** Task inputs follows **

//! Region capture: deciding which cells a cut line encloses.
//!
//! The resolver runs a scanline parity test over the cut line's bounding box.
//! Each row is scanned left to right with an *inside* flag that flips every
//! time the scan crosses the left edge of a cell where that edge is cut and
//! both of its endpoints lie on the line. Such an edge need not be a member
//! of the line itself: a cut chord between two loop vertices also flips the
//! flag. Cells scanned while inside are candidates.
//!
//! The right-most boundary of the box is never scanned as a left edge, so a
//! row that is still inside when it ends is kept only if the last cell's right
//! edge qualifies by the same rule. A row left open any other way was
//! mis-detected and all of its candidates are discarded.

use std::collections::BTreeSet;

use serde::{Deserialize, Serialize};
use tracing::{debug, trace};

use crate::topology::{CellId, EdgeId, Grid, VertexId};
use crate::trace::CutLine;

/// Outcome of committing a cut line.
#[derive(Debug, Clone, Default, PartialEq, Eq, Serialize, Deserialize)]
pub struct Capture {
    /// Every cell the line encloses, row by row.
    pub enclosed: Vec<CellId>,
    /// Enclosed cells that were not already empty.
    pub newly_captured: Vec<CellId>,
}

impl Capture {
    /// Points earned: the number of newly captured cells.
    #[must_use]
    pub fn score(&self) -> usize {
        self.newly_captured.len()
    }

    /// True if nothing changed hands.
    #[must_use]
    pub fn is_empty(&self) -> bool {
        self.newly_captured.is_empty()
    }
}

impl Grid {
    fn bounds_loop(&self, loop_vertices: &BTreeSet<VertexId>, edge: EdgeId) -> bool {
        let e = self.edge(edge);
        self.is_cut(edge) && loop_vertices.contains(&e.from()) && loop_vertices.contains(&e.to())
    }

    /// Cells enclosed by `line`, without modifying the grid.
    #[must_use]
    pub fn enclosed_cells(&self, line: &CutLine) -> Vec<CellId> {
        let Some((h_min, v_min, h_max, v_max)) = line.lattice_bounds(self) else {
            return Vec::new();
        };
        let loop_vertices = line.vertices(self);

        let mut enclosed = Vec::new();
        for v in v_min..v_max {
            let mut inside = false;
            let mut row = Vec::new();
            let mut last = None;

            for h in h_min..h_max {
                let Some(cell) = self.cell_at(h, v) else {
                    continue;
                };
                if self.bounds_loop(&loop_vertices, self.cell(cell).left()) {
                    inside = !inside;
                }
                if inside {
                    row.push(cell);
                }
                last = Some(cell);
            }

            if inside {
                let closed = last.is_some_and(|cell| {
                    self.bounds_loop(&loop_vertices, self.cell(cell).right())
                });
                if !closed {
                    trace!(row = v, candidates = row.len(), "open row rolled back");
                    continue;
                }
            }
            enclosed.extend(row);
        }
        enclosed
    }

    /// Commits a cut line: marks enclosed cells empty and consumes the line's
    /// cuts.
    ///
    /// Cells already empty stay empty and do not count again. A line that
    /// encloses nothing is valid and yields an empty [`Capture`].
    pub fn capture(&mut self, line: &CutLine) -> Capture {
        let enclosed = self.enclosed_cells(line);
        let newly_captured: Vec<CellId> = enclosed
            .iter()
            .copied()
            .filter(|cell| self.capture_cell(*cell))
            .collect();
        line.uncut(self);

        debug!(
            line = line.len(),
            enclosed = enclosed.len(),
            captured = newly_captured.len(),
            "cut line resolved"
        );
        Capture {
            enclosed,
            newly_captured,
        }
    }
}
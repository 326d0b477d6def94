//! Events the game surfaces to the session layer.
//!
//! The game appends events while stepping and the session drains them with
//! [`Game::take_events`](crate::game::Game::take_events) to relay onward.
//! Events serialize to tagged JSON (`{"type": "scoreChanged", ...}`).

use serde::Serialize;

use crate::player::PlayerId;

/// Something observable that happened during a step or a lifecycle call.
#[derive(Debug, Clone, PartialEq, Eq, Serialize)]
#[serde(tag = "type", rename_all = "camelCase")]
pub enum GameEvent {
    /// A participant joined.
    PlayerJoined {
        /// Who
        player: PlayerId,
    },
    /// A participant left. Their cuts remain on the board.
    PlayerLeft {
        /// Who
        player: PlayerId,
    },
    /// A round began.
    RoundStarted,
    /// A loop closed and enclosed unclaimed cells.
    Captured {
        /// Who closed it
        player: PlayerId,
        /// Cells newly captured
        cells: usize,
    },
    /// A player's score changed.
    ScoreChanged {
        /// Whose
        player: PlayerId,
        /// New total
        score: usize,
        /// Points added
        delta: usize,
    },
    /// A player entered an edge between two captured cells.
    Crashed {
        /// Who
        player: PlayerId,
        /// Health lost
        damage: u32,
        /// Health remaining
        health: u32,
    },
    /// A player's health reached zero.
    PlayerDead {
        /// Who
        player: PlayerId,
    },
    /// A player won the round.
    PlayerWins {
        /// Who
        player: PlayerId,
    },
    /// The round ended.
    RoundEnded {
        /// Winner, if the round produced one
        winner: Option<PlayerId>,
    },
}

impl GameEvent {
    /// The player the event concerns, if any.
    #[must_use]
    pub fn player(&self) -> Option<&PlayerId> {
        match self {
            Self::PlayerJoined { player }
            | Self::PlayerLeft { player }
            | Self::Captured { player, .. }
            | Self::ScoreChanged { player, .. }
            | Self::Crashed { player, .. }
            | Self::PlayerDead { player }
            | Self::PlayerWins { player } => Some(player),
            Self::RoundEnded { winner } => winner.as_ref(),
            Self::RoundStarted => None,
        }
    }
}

** End of Task inputs **
** Task inputs follows **

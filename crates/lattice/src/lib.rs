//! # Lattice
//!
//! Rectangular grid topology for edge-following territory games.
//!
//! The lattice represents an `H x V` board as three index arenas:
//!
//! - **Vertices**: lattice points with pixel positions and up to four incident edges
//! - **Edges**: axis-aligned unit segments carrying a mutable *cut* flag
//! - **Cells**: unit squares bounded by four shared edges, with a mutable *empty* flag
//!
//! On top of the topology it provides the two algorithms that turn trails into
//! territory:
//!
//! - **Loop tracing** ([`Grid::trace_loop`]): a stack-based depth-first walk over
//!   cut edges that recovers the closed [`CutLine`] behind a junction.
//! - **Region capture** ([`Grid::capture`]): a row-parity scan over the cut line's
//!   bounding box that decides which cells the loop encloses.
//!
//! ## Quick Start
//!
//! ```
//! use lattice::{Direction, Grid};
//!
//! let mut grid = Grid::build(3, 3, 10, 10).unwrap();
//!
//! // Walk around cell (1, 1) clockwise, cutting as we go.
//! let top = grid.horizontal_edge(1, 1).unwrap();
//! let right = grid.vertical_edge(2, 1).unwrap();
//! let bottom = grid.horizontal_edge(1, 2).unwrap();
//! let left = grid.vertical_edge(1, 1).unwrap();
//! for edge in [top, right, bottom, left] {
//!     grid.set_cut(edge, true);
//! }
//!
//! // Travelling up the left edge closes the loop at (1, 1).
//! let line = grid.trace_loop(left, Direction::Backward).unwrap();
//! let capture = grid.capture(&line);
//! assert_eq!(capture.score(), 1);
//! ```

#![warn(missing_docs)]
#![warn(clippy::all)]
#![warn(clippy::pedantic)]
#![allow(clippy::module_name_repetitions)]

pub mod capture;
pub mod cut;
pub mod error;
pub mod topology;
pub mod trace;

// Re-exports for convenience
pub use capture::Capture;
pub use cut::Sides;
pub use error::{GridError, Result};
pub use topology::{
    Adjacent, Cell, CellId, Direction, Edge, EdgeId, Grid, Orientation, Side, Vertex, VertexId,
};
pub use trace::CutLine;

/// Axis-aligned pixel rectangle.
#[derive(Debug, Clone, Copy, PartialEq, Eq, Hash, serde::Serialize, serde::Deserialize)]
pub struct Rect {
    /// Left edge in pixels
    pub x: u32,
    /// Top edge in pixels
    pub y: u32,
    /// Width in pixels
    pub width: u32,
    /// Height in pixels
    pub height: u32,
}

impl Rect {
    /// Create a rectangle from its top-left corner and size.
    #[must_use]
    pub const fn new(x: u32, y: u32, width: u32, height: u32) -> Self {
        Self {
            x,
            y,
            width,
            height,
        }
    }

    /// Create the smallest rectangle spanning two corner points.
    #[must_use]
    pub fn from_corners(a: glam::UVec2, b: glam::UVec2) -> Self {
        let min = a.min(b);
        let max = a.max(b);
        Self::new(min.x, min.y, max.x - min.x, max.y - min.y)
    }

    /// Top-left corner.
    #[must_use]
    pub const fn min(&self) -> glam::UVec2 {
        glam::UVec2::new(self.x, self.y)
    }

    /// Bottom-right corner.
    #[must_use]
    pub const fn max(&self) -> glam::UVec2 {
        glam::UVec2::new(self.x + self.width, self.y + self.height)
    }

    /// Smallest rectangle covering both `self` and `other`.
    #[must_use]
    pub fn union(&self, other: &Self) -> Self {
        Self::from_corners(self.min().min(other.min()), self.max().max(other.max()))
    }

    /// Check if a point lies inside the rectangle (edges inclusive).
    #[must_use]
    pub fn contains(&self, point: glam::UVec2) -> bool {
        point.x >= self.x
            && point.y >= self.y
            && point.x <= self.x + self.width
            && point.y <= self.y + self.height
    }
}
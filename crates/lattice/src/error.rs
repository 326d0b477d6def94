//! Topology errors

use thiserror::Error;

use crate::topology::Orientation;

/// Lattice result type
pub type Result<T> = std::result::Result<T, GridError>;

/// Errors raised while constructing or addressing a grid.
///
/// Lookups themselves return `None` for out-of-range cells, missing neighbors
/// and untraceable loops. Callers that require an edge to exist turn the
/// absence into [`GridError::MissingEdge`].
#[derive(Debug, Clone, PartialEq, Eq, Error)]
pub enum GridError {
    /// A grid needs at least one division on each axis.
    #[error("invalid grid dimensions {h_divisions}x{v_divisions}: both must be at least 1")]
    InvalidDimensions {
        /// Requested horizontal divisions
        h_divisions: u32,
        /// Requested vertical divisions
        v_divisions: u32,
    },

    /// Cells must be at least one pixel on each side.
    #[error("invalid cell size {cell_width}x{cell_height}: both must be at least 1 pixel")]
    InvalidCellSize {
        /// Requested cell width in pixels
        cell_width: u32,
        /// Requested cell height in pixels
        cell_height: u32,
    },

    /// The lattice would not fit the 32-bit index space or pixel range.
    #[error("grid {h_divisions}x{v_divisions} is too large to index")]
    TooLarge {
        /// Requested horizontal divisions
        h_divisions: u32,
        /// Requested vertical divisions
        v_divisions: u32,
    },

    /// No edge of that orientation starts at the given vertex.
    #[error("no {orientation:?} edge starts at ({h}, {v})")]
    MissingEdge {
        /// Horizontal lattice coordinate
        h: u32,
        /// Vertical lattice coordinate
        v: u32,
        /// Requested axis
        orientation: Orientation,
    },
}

** End of Task inputs **
** Task inputs follows **

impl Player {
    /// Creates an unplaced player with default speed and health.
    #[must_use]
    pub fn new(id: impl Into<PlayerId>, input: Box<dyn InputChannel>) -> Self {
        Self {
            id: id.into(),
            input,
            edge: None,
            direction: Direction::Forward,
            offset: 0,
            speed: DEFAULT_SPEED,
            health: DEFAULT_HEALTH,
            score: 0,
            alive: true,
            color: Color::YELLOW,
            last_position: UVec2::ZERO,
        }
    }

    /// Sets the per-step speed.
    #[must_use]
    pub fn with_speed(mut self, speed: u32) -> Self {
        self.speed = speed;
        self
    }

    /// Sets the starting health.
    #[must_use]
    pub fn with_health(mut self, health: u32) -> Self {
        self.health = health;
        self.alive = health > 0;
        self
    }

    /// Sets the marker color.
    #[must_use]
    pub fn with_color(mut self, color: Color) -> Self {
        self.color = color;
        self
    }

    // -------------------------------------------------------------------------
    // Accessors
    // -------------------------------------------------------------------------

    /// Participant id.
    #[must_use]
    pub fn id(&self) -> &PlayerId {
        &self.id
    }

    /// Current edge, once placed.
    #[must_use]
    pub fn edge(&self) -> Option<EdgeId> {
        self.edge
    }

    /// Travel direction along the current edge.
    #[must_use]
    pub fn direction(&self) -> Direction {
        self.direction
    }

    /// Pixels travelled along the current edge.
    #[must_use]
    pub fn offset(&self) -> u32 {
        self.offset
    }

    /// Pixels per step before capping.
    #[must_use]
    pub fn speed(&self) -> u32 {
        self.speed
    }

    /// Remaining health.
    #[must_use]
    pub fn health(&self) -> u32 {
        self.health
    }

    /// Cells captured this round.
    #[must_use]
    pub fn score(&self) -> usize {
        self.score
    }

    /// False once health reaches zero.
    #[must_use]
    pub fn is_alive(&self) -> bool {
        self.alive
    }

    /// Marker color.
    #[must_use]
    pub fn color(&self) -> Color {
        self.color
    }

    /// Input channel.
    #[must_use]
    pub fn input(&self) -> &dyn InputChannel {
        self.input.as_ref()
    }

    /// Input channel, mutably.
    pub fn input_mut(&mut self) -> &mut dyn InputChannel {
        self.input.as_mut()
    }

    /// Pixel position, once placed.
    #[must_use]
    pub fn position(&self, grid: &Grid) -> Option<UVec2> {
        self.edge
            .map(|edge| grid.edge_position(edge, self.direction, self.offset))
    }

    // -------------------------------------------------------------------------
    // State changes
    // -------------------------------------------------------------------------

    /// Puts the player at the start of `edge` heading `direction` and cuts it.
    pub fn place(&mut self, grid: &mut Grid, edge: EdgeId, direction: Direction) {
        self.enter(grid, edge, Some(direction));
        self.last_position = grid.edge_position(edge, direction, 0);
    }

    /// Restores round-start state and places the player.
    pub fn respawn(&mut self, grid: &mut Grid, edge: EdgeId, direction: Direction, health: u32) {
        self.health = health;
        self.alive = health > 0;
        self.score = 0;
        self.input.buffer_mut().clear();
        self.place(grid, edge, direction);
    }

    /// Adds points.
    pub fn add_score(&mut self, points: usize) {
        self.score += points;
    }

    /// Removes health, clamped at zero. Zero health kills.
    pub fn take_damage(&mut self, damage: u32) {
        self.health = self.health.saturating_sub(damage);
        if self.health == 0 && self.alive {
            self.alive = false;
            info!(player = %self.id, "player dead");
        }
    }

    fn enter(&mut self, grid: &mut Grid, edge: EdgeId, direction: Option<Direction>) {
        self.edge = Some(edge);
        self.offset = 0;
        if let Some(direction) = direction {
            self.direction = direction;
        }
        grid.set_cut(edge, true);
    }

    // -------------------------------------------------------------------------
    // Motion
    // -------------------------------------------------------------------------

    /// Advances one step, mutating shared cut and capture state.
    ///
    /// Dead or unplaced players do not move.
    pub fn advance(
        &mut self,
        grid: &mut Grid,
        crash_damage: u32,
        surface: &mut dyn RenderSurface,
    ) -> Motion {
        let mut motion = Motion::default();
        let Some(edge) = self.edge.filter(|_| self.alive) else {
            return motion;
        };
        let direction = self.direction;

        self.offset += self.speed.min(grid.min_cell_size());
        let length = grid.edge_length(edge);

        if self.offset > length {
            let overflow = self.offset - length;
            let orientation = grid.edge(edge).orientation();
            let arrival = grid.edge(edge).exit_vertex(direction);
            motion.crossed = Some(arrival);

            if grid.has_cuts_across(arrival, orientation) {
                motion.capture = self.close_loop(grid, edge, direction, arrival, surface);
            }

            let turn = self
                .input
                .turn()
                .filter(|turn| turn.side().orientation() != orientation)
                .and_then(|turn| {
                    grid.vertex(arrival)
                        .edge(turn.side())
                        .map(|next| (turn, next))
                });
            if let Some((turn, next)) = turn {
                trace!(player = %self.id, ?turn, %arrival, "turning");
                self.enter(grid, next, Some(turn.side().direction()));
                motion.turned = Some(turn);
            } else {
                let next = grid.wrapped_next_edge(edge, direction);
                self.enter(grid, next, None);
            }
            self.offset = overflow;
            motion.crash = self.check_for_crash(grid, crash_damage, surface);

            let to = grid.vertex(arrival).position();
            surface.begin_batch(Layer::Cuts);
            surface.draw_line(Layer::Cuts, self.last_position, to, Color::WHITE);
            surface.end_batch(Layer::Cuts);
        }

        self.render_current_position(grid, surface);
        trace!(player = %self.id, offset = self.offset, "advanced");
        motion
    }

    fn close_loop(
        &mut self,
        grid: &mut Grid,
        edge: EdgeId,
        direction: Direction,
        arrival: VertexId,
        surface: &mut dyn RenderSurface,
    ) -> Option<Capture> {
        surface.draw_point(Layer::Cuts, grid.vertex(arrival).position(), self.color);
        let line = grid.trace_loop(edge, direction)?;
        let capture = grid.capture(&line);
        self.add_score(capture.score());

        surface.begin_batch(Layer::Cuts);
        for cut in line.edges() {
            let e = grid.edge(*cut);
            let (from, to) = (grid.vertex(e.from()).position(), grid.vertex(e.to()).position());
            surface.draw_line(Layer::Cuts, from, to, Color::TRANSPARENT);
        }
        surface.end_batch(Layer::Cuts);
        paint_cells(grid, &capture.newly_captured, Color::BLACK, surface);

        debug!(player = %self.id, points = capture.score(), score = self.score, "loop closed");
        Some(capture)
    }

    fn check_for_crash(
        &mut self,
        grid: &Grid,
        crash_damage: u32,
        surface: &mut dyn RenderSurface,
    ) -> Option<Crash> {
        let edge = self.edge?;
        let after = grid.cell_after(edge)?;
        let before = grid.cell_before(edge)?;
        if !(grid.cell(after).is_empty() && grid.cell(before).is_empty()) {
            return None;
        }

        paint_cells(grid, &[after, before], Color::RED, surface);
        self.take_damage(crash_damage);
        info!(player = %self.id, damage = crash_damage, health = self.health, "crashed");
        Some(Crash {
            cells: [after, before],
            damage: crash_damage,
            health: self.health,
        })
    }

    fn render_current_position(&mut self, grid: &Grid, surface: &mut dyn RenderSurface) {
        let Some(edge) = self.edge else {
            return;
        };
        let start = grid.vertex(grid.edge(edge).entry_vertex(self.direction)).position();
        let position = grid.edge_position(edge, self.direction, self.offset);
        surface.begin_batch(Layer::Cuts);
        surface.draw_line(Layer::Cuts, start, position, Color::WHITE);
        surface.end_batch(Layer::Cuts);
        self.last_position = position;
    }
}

** End of Task inputs **

▶ [Activity] The response must hold only the lines above from the line with "cut line encloses." through the line with "other way was", each copied exactly, both ends kept.

▶ [Solution to this problem]
//! Region capture: deciding which cells a cut line encloses.
//!
//! The resolver runs a scanline parity test over the cut line's bounding box.
//! Each row is scanned left to right with an *inside* flag that flips every
//! time the scan crosses the left edge of a cell where that edge is cut and
//! both of its endpoints lie on the line. Such an edge need not be a member
//! of the line itself: a cut chord between two loop vertices also flips the
//! flag. Cells scanned while inside are candidates.
//!
//! The right-most boundary of the box is never scanned as a left edge, so a
//! row that is still inside when it ends is kept only if the last cell's right
//! edge qualifies by the same rule. A row left open any other way was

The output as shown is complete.